Data protection iStock 000011177922XSmall 146X219Ibrahim Hasan looks at how data controllers can comply with the obligation to produce data protection impact assessments.

Article 35 of GDPR introduces a new obligation on Data Controllers to conduct a Data Protection Impact Assessment (DPIA) before carrying out personal data processing likely to result in a high risk to the rights and freedoms of individuals. If the DPIA identifies a high risk that cannot be mitigated, the Information Commissioner’s Office (ICO) must be consulted.

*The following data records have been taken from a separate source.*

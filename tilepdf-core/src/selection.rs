use std::sync::Arc;

use parking_lot::Mutex;
use tracing::debug;

use crate::geometry::{PixelRect, UserRect};
use crate::host::Host;
use crate::viewport::{ScrollTarget, Viewport, ViewportId};

/// Rectangle selected on one page, in that page's device space.
#[derive(Debug, Clone, Copy, PartialEq, Eq, Default)]
pub struct Selection {
    pub page: usize,
    pub rect: PixelRect,
}

impl Selection {
    /// A selection exists only when both dimensions are non-zero.
    pub fn is_empty(&self) -> bool {
        self.page == 0 || self.rect.x_min == self.rect.x_max || self.rect.y_min == self.rect.y_max
    }
}

#[derive(Debug, Clone, Copy, PartialEq, Eq)]
pub(crate) struct SelectionState {
    pub current: Selection,
    pub dragging: bool,
    /// Which corner the pointer is dragging: the left (top) edge when set,
    /// the right (bottom) one otherwise.
    pub drag_left: bool,
    pub drag_top: bool,
}

impl Default for SelectionState {
    fn default() -> Self {
        Self {
            current: Selection::default(),
            dragging: false,
            drag_left: true,
            drag_top: true,
        }
    }
}

#[derive(Debug, Clone, PartialEq, Eq)]
pub struct ClipboardEntry {
    pub owner: ViewportId,
    pub text: String,
}

/// Process-wide selection slot shared between viewports. At most one viewport
/// owns it; a viewport releases ownership when it is dropped.
#[derive(Debug, Clone, Default)]
pub struct SelectionClipboard {
    inner: Arc<Mutex<Option<ClipboardEntry>>>,
}

impl SelectionClipboard {
    pub fn new() -> Self {
        Self::default()
    }

    pub fn publish(&self, owner: ViewportId, text: String) {
        *self.inner.lock() = Some(ClipboardEntry { owner, text });
    }

    pub fn contents(&self) -> Option<ClipboardEntry> {
        self.inner.lock().clone()
    }

    pub fn owner(&self) -> Option<ViewportId> {
        self.inner.lock().as_ref().map(|entry| entry.owner)
    }

    /// Clears the slot if `owner` holds it.
    pub fn release(&self, owner: ViewportId) {
        let mut slot = self.inner.lock();
        if slot.as_ref().is_some_and(|entry| entry.owner == owner) {
            *slot = None;
        }
    }
}

impl<H: Host> Viewport<H> {
    pub fn selection_state(&self) -> Selection {
        self.selection.current
    }

    /// XORs the selection color over `selection` in every resident tile of
    /// its page. Calling it twice restores the tiles.
    pub(crate) fn xor_selection(&mut self, selection: Selection) {
        let color = self.config.selection_xor();
        if let Some(entry) = self.cache.find_mut(selection.page) {
            for tile in entry.tiles_mut() {
                let local = selection
                    .rect
                    .normalized()
                    .translate(-tile.bounds.x_min, -tile.bounds.y_min);
                tile.bitmap.xor_rect(local, color);
            }
        }
    }

    /// Redraws `rect` (page device space, inclusive corners) of `page`.
    fn redraw_page_area(&mut self, page: usize, x0: i32, y0: i32, x1: i32, y1: i32) {
        let Some(entry) = self.cache.find(page) else {
            return;
        };
        let rect = PixelRect::from_origin_size(
            entry.dest_x + x0,
            entry.dest_y + y0,
            x1 - x0 + 1,
            y1 - y0 + 1,
        );
        self.redraw(rect);
    }

    fn redraw_selection(&mut self, selection: Selection) {
        let rect = selection.rect.normalized();
        self.redraw_page_area(selection.page, rect.x_min, rect.y_min, rect.x_max, rect.y_max);
    }

    /// Replaces the selection, repainting only the strips whose edges moved and
    /// scrolling so that a moved edge stays visible.
    pub fn set_selection(&mut self, page: usize, rect: PixelRect) {
        let old = self.selection.current;
        let new = Selection { page, rect };
        let had = !old.is_empty();
        let has = !new.is_empty();

        if had {
            self.xor_selection(old);
        }
        if has {
            self.xor_selection(new);
        }

        let same_page = had && old.page == page;
        let move_left = !same_page || rect.x_min != old.rect.x_min;
        let move_right = !same_page || rect.x_max != old.rect.x_max;
        let move_top = !same_page || rect.y_min != old.rect.y_min;
        let move_bottom = !same_page || rect.y_max != old.rect.y_max;

        self.selection.current = new;

        match (had, has) {
            (false, true) => self.redraw_selection(new),
            (true, false) => self.redraw_selection(old),
            (true, true) if !same_page => {
                self.redraw_selection(old);
                self.redraw_selection(new);
            }
            (true, true) => {
                let (o, n) = (old.rect, rect);
                if move_left {
                    self.redraw_page_area(
                        page,
                        n.x_min.min(o.x_min),
                        n.y_min.min(o.y_min),
                        n.x_min.max(o.x_min),
                        n.y_max.max(o.y_max),
                    );
                }
                if move_right {
                    self.redraw_page_area(
                        page,
                        n.x_max.min(o.x_max),
                        n.y_min.min(o.y_min),
                        n.x_max.max(o.x_max),
                        n.y_max.max(o.y_max),
                    );
                }
                if move_top {
                    self.redraw_page_area(
                        page,
                        n.x_min.min(o.x_min),
                        n.y_min.min(o.y_min),
                        n.x_max.max(o.x_max),
                        n.y_min.max(o.y_min),
                    );
                }
                if move_bottom {
                    self.redraw_page_area(
                        page,
                        n.x_min.min(o.x_min),
                        n.y_max.min(o.y_max),
                        n.x_max.max(o.x_max),
                        n.y_max.max(o.y_max),
                    );
                }
            }
            (false, false) => {}
        }

        if has {
            self.scroll_selection_into_view(new, [move_left, move_right, move_top, move_bottom]);
        }
    }

    fn scroll_selection_into_view(&mut self, selection: Selection, moved: [bool; 4]) {
        let [move_left, move_right, move_top, move_bottom] = moved;
        let Some(entry) = self.cache.find(selection.page) else {
            return;
        };
        let rect = selection.rect;
        let (width, height) = (self.size.width, self.size.height);
        let left = entry.dest_x + rect.x_min;
        let right = entry.dest_x + rect.x_max;
        let top = entry.dest_y + rect.y_min;
        let bottom = entry.dest_y + rect.y_max;

        let mut dx = 0;
        if move_left && left < 0 {
            dx = left;
        } else if move_right && right > width {
            dx = right - width;
        } else if move_left && left >= width {
            dx = left - width + 1;
        } else if move_right && right < 0 {
            dx = right;
        }
        let mut dy = 0;
        if move_top && top < 0 {
            dy = top;
        } else if move_bottom && bottom > height {
            dy = bottom - height;
        } else if move_top && top >= height {
            dy = top - height + 1;
        } else if move_bottom && bottom < 0 {
            dy = bottom;
        }
        if dx != 0 || dy != 0 {
            debug!(dx, dy, "scrolling selection into view");
            let request = self.request(
                self.top_page,
                self.scroll_x + dx,
                ScrollTarget::To(self.scroll_y + dy),
            );
            self.update(request);
        }
    }

    /// Moves the corner being dragged to `(x, y)` on `page`. The anchor flips
    /// to the opposite edge when the pointer crosses it. Moves onto another
    /// page are ignored.
    pub fn move_selection(&mut self, page: usize, x: i32, y: i32) {
        let current = self.selection.current;
        if page != current.page {
            return;
        }
        let rect = current.rect;
        let state = &mut self.selection;
        let (x_min, x_max) = if state.drag_left {
            if x < rect.x_max {
                (x, rect.x_max)
            } else {
                state.drag_left = false;
                (rect.x_max, x)
            }
        } else if x > rect.x_min {
            (rect.x_min, x)
        } else {
            state.drag_left = true;
            (x, rect.x_min)
        };
        let (y_min, y_max) = if state.drag_top {
            if y < rect.y_max {
                (y, rect.y_max)
            } else {
                state.drag_top = false;
                (rect.y_max, y)
            }
        } else if y > rect.y_min {
            (rect.y_min, y)
        } else {
            state.drag_top = true;
            (y, rect.y_min)
        };
        self.set_selection(page, PixelRect::new(x_min, y_min, x_max, y_max));
    }

    /// Starts a drag selection at a window position on a page.
    pub fn start_selection(&mut self, xw: i32, yw: i32) {
        let Some((page, x, y)) = self.window_to_device(xw, yw) else {
            return;
        };
        self.set_selection(page, PixelRect::new(x, y, x, y));
        self.selection.dragging = true;
        self.selection.drag_left = true;
        self.selection.drag_top = true;
    }

    pub fn drag_selection(&mut self, xw: i32, yw: i32) {
        if !self.selection.dragging {
            return;
        }
        if let Some((page, x, y)) = self.window_to_device(xw, yw) {
            self.move_selection(page, x, y);
        }
    }

    /// Finishes a drag; a non-empty selection is published to the clipboard.
    pub fn end_selection(&mut self, xw: i32, yw: i32) -> Option<String> {
        if !self.selection.dragging {
            return None;
        }
        self.drag_selection(xw, yw);
        self.selection.dragging = false;
        self.copy_selection()
    }

    pub fn is_selecting(&self) -> bool {
        self.selection.dragging
    }

    /// The selection in user space, if any.
    pub fn selection(&self) -> Option<(usize, UserRect)> {
        let current = self.selection.current;
        if current.is_empty() {
            return None;
        }
        let rect = current.rect.normalized();
        let (x0, y0) = self.device_to_user(current.page, rect.x_min as f64, rect.y_min as f64)?;
        let (x1, y1) = self.device_to_user(current.page, rect.x_max as f64, rect.y_max as f64)?;
        Some((current.page, UserRect::new(x0, y0, x1, y1).normalized()))
    }

    /// Text inside a user-space rectangle of `page`.
    pub fn extract_text(&mut self, page: usize, rect: UserRect) -> String {
        let Some(document) = self.document.as_deref() else {
            return String::new();
        };
        let (dpi, rotation) = (self.dpi, self.rotation);
        let transform = crate::backend::page_transform(&document.page_geometry(page), dpi, rotation);
        let (x0, y0) = transform.ctm.apply(rect.x_min, rect.y_min);
        let (x1, y1) = transform.ctm.apply(rect.x_max, rect.y_max);
        let device = UserRect::new(x0, y0, x1, y1).normalized().enclosing_pixels();
        match self.cache.find_mut(page) {
            Some(entry) => entry.text(document, dpi, rotation).text_in(device),
            None => match document.text_page(page, dpi, rotation) {
                Ok(text) => text.text_in(device),
                Err(err) => {
                    tracing::warn!(?err, page, "failed to extract text");
                    String::new()
                }
            },
        }
    }

    /// Publishes the selected text under this viewport's ownership.
    pub fn copy_selection(&mut self) -> Option<String> {
        let (page, rect) = self.selection()?;
        let text = self.extract_text(page, rect);
        self.clipboard.publish(self.id(), text.clone());
        Some(text)
    }
}
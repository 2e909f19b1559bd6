use serde::{Deserialize, Serialize};
use serde_with::{serde_as, DisplayFromStr};

use crate::layout::Zoom;

/// User-tunable viewer settings. Every field has a default, so partial
/// configuration files are accepted.
#[serde_as]
#[derive(Debug, Clone, PartialEq, Serialize, Deserialize)]
#[serde(default)]
pub struct ViewerConfig {
    pub continuous_mode: bool,
    #[serde_as(as = "DisplayFromStr")]
    pub initial_zoom: Zoom,
    pub selection_color: [u8; 3],
    pub paper_color: [u8; 3],
    pub matte_color: [u8; 3],
    /// Pixels moved by one line scroll.
    pub scroll_step: i32,
    pub reverse_video: bool,
}

impl Default for ViewerConfig {
    fn default() -> Self {
        Self {
            continuous_mode: true,
            initial_zoom: Zoom::default(),
            selection_color: [0x80, 0x80, 0xff],
            paper_color: [0xff, 0xff, 0xff],
            matte_color: [0x80, 0x80, 0x80],
            scroll_step: 16,
            reverse_video: false,
        }
    }
}

impl ViewerConfig {
    /// Color XOR-ed into page pixels so that a selection over blank paper
    /// shows up as `selection_color`.
    pub fn selection_xor(&self) -> [u8; 3] {
        let paper = if self.reverse_video {
            self.paper_color.map(|c| 255 - c)
        } else {
            self.paper_color
        };
        [
            self.selection_color[0] ^ paper[0],
            self.selection_color[1] ^ paper[1],
            self.selection_color[2] ^ paper[2],
        ]
    }
}
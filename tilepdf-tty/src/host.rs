use tilepdf_core::{
    Bitmap, DocumentInfo, Host, LinkAction, PixelRect, ScrollbarState, Size,
};
use tracing::{debug, info};

/// What the status line shows about the viewport.
#[derive(Debug, Clone, Default, PartialEq, Eq)]
pub struct StatusInfo {
    pub title: String,
    pub page: usize,
    pub busy: bool,
    pub hovered_link: Option<String>,
}

type PasswordPrompt = Box<dyn FnMut() -> Option<String>>;

/// [`Host`] that composes the viewport into an in-memory frame for the
/// terminal to display.
pub struct TerminalHost {
    frame: Bitmap,
    matte: [u8; 3],
    dirty: Option<PixelRect>,
    status: StatusInfo,
    scrollbars: Option<ScrollbarState>,
    password_prompt: Option<PasswordPrompt>,
    external: Vec<LinkAction>,
    quit: bool,
}

impl TerminalHost {
    pub fn new(size: Size, matte: [u8; 3]) -> Self {
        Self {
            frame: blank_frame(size, matte),
            matte,
            dirty: None,
            status: StatusInfo::default(),
            scrollbars: None,
            password_prompt: None,
            external: Vec::new(),
            quit: false,
        }
    }

    /// Called when an encrypted document needs a password.
    pub fn with_password_prompt(
        mut self,
        prompt: impl FnMut() -> Option<String> + 'static,
    ) -> Self {
        self.password_prompt = Some(Box::new(prompt));
        self
    }

    /// Reallocates the frame. The viewport must be told with
    /// `Viewport::resize` afterwards.
    pub fn resize(&mut self, size: Size) {
        self.frame = blank_frame(size, self.matte);
        self.dirty = Some(self.frame.bounds());
    }

    pub fn frame(&self) -> &Bitmap {
        &self.frame
    }

    /// Region painted since the last call.
    pub fn take_dirty(&mut self) -> Option<PixelRect> {
        self.dirty.take()
    }

    pub fn status(&self) -> &StatusInfo {
        &self.status
    }

    pub fn scrollbars(&self) -> Option<&ScrollbarState> {
        self.scrollbars.as_ref()
    }

    /// Link actions the viewport could not perform itself.
    pub fn take_external(&mut self) -> Vec<LinkAction> {
        std::mem::take(&mut self.external)
    }

    pub fn should_quit(&self) -> bool {
        self.quit
    }

    fn mark_dirty(&mut self, rect: PixelRect) {
        let Some(rect) = rect.intersect(&self.frame.bounds()) else {
            return;
        };
        self.dirty = Some(match self.dirty {
            Some(current) => union(current, rect),
            None => rect,
        });
    }
}

impl Host for TerminalHost {
    fn viewport_size(&self) -> Size {
        Size::new(self.frame.width as i32, self.frame.height as i32)
    }

    fn draw_tile(&mut self, bitmap: &Bitmap, src: PixelRect, dest_x: i32, dest_y: i32) {
        let target = PixelRect::from_origin_size(dest_x, dest_y, src.width(), src.height());
        let Some(visible) = target.intersect(&self.frame.bounds()) else {
            return;
        };
        let Some(source) = src
            .translate(visible.x_min - dest_x, visible.y_min - dest_y)
            .intersect(&bitmap.bounds())
        else {
            return;
        };
        let row_bytes = source.width() as usize * 4;
        for row in 0..source.height() {
            let from = pixel_offset(bitmap, source.x_min, source.y_min + row);
            let to = pixel_offset(&self.frame, visible.x_min, visible.y_min + row);
            self.frame.pixels[to..to + row_bytes]
                .copy_from_slice(&bitmap.pixels[from..from + row_bytes]);
        }
        self.mark_dirty(visible);
    }

    fn fill_background(&mut self, rect: PixelRect) {
        let Some(area) = rect.normalized().intersect(&self.frame.bounds()) else {
            return;
        };
        let [r, g, b] = self.matte;
        for y in area.y_min..area.y_max {
            let start = pixel_offset(&self.frame, area.x_min, y);
            let end = start + area.width() as usize * 4;
            for px in self.frame.pixels[start..end].chunks_exact_mut(4) {
                px.copy_from_slice(&[r, g, b, 0xff]);
            }
        }
        self.mark_dirty(area);
    }

    fn update_scrollbars(&mut self, state: &ScrollbarState) {
        self.scrollbars = Some(*state);
    }

    fn invalidate(&mut self, rect: PixelRect) {
        self.mark_dirty(rect);
    }

    fn set_busy(&mut self, busy: bool) {
        self.status.busy = busy;
    }

    fn page_changed(&mut self, page: usize) {
        self.status.page = page;
    }

    fn title_changed(&mut self, info: &DocumentInfo) {
        self.status.title = info.display_title();
    }

    fn link_hovered(&mut self, description: &str) {
        self.status.hovered_link = (!description.is_empty()).then(|| description.to_string());
    }

    fn request_password(&mut self) -> Option<String> {
        match self.password_prompt.as_mut() {
            Some(prompt) => prompt(),
            None => {
                debug!("document needs a password but no prompt is installed");
                None
            }
        }
    }

    fn open_external(&mut self, action: &LinkAction) {
        info!(link = %action.describe(), "external link activated");
        self.external.push(action.clone());
    }

    fn quit_requested(&mut self) {
        self.quit = true;
    }
}

fn blank_frame(size: Size, matte: [u8; 3]) -> Bitmap {
    Bitmap::filled(size.width.max(0) as u32, size.height.max(0) as u32, matte)
}

fn pixel_offset(bitmap: &Bitmap, x: i32, y: i32) -> usize {
    (y as usize * bitmap.width as usize + x as usize) * 4
}

fn union(a: PixelRect, b: PixelRect) -> PixelRect {
    PixelRect::new(
        a.x_min.min(b.x_min),
        a.y_min.min(b.y_min),
        a.x_max.max(b.x_max),
        a.y_max.max(b.y_max),
    )
}

#[cfg(test)]
mod tests {
    use super::*;

    use std::path::Path;

    use tilepdf_core::testing::{FakeDocument, FakeProvider};
    use tilepdf_core::{Rotation, ViewerConfig, Viewport, Zoom};

    const MATTE: [u8; 3] = [0x80, 0x80, 0x80];

    #[test]
    fn tiles_are_copied_and_clipped_to_the_frame() {
        let mut host = TerminalHost::new(Size::new(10, 10), MATTE);
        let tile = Bitmap::filled(8, 8, [0xff, 0, 0]);
        host.draw_tile(&tile, tile.bounds(), 6, 6);

        assert_eq!(host.frame().pixel(6, 6), Some([0xff, 0, 0, 0xff]));
        assert_eq!(host.frame().pixel(9, 9), Some([0xff, 0, 0, 0xff]));
        assert_eq!(host.frame().pixel(5, 5), Some([0x80, 0x80, 0x80, 0xff]));
        assert_eq!(host.take_dirty(), Some(PixelRect::new(6, 6, 10, 10)));
        assert_eq!(host.take_dirty(), None);
    }

    #[test]
    fn negative_destinations_skip_hidden_source_pixels() {
        let mut host = TerminalHost::new(Size::new(4, 4), MATTE);
        let mut tile = Bitmap::filled(4, 4, [0, 0, 0]);
        tile.xor_rect(PixelRect::new(2, 2, 3, 3), [0xff, 0xff, 0xff]);
        host.draw_tile(&tile, tile.bounds(), -2, -2);
        assert_eq!(host.frame().pixel(0, 0), Some([0xff, 0xff, 0xff, 0xff]));
        assert_eq!(host.frame().pixel(1, 1), Some([0, 0, 0, 0xff]));
        assert_eq!(host.frame().pixel(2, 2), Some([0x80, 0x80, 0x80, 0xff]));
    }

    #[test]
    fn viewport_paints_page_and_matte_into_frame() {
        let provider =
            FakeProvider::new().with_document("/docs/a.pdf", FakeDocument::uniform(2, 100.0, 200.0));
        let host = TerminalHost::new(Size::new(300, 150), MATTE);
        let config = ViewerConfig {
            continuous_mode: false,
            initial_zoom: Zoom::Percent(100.0),
            ..ViewerConfig::default()
        };
        let mut viewport = Viewport::new(Box::new(provider), host, config);
        viewport
            .load_file(Path::new("/docs/a.pdf"), None, None)
            .unwrap();
        viewport.display_page(2, Zoom::Percent(100.0), Rotation::None, true, true);

        let host = viewport.host();
        assert_eq!(host.status().page, 2);
        assert_eq!(host.status().title, "a.pdf");
        // The page is centered horizontally: matte, paper, matte.
        assert_eq!(host.frame().pixel(50, 10), Some([0x80, 0x80, 0x80, 0xff]));
        assert_eq!(host.frame().pixel(150, 10), Some([0xff, 0xff, 0xff, 0xff]));
        assert_eq!(host.frame().pixel(250, 10), Some([0x80, 0x80, 0x80, 0xff]));
        assert_eq!(host.scrollbars().unwrap().vertical.maximum, 200);
    }

    #[test]
    fn password_prompt_answers_encrypted_documents() {
        let provider = FakeProvider::new().with_document(
            "/docs/locked.pdf",
            FakeDocument::uniform(1, 100.0, 100.0).with_password("hunter2"),
        );
        let host = TerminalHost::new(Size::new(100, 100), MATTE)
            .with_password_prompt(|| Some("hunter2".to_string()));
        let mut viewport = Viewport::new(Box::new(provider), host, ViewerConfig::default());
        viewport
            .load_file(Path::new("/docs/locked.pdf"), None, None)
            .unwrap();
        assert_eq!(viewport.page_count(), 1);
    }

    #[test]
    fn hovering_nothing_clears_link_status() {
        let mut host = TerminalHost::new(Size::new(10, 10), MATTE);
        host.link_hovered("https://example.org");
        assert_eq!(host.status().hovered_link.as_deref(), Some("https://example.org"));
        host.link_hovered("");
        assert!(host.status().hovered_link.is_none());
    }
}
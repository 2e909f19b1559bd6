//! Terminal front end: a [`tilepdf_core::Host`] that composes the viewport
//! into a frame, kitty graphics output and crossterm input mapping.

use std::io::{self, Write};

mod host;
mod input;
mod kitty;

pub use host::{StatusInfo, TerminalHost};
pub use input::{EventMapper, InputMode, PointerAction, UiEvent, ViewerCommand};
pub use kitty::{DrawParams, KittyRenderer};

pub fn write_status_line<W: Write>(writer: &mut W, label: &str) -> io::Result<()> {
    writer.write_all(label.as_bytes())?;
    writer.flush()
}

/// Status line text: title and position, busy marker, hovered link and the
/// input typed so far.
pub fn format_status(status: &StatusInfo, page_count: usize, pending: Option<&str>) -> String {
    let mut parts = Vec::with_capacity(4);
    if status.title.is_empty() {
        parts.push("[no document]".to_string());
    } else {
        parts.push(format!("{} {}/{}", status.title, status.page, page_count));
    }
    if status.busy {
        parts.push("[busy]".to_string());
    }
    if let Some(link) = &status.hovered_link {
        parts.push(format!("-> {link}"));
    }
    if let Some(pending) = pending.filter(|p| !p.is_empty()) {
        parts.push(pending.to_string());
    }
    parts.join("  ")
}

#[cfg(test)]
mod tests {
    use super::*;

    #[test]
    fn status_shows_position_link_and_pending_input() {
        let status = StatusInfo {
            title: "paper.pdf".into(),
            page: 3,
            busy: false,
            hovered_link: Some("https://example.org".into()),
        };
        assert_eq!(
            format_status(&status, 12, Some("4")),
            "paper.pdf 3/12  -> https://example.org  4"
        );
    }

    #[test]
    fn status_without_document() {
        let status = StatusInfo {
            busy: true,
            ..StatusInfo::default()
        };
        assert_eq!(format_status(&status, 0, Some("")), "[no document]  [busy]");
    }

    #[test]
    fn status_line_is_written_and_flushed() {
        let mut out = Vec::new();
        write_status_line(&mut out, "a.pdf 1/2").unwrap();
        assert_eq!(out, b"a.pdf 1/2");
    }
}
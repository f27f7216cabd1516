use std::fmt;

use serde::{Deserialize, Serialize};

/// Coarse lifecycle state of a supervised app.
#[derive(Debug, Clone, Copy, Default, PartialEq, Eq, Hash, Serialize, Deserialize)]
#[serde(rename_all = "lowercase")]
pub enum RunStatus {
    /// Not known yet: before the first start and right after every start.
    #[default]
    Unknown,
    Running,
    /// Polling detected a failure: crash, hang, stale output or an unhealthy watchdog.
    Error,
    /// Stopped by the supervisor, termination confirmed.
    Stopped,
    /// The app exited on its own.
    Ended,
}

impl RunStatus {
    /// Terminal states stay until the next start.
    pub fn is_terminal(self) -> bool {
        matches!(self, RunStatus::Error | RunStatus::Stopped | RunStatus::Ended)
    }
}

impl fmt::Display for RunStatus {
    fn fmt(&self, f: &mut fmt::Formatter<'_>) -> fmt::Result {
        let name = match self {
            RunStatus::Unknown => "UNKNOWN",
            RunStatus::Running => "RUNNING",
            RunStatus::Error => "ERROR",
            RunStatus::Stopped => "STOPPED",
            RunStatus::Ended => "ENDED",
        };
        f.write_str(name)
    }
}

DPIAs are a tool which can help Data Controllers identify the most effective way to comply with their GDPR obligations and reduce the risks of harm to individuals through the misuse of their personal information. A well-managed DPIA will identify problems and allow them to be fixed at an early stage, reducing the associated costs and damage to reputation, which might otherwise occur. DPIAs are also an important tool for accountability as they help Data Controllers to demonstrate that appropriate measures have been taken to ensure compliance with the Data Protection Principles (see Article 5(2)).

Guidance

Two documents are essential in understanding the concept of a DPIA, namely the Article 29 Working Party’s (A29WP) data protection impact assessment guidelines and the ICO’s DPIA guidance.

When is a DPIA needed?

Carrying out a DPIA is not mandatory for every personal data processing operation. It is only required when the processing is “likely to result in a high risk to the rights and freedoms of natural persons” (Article 35(1)).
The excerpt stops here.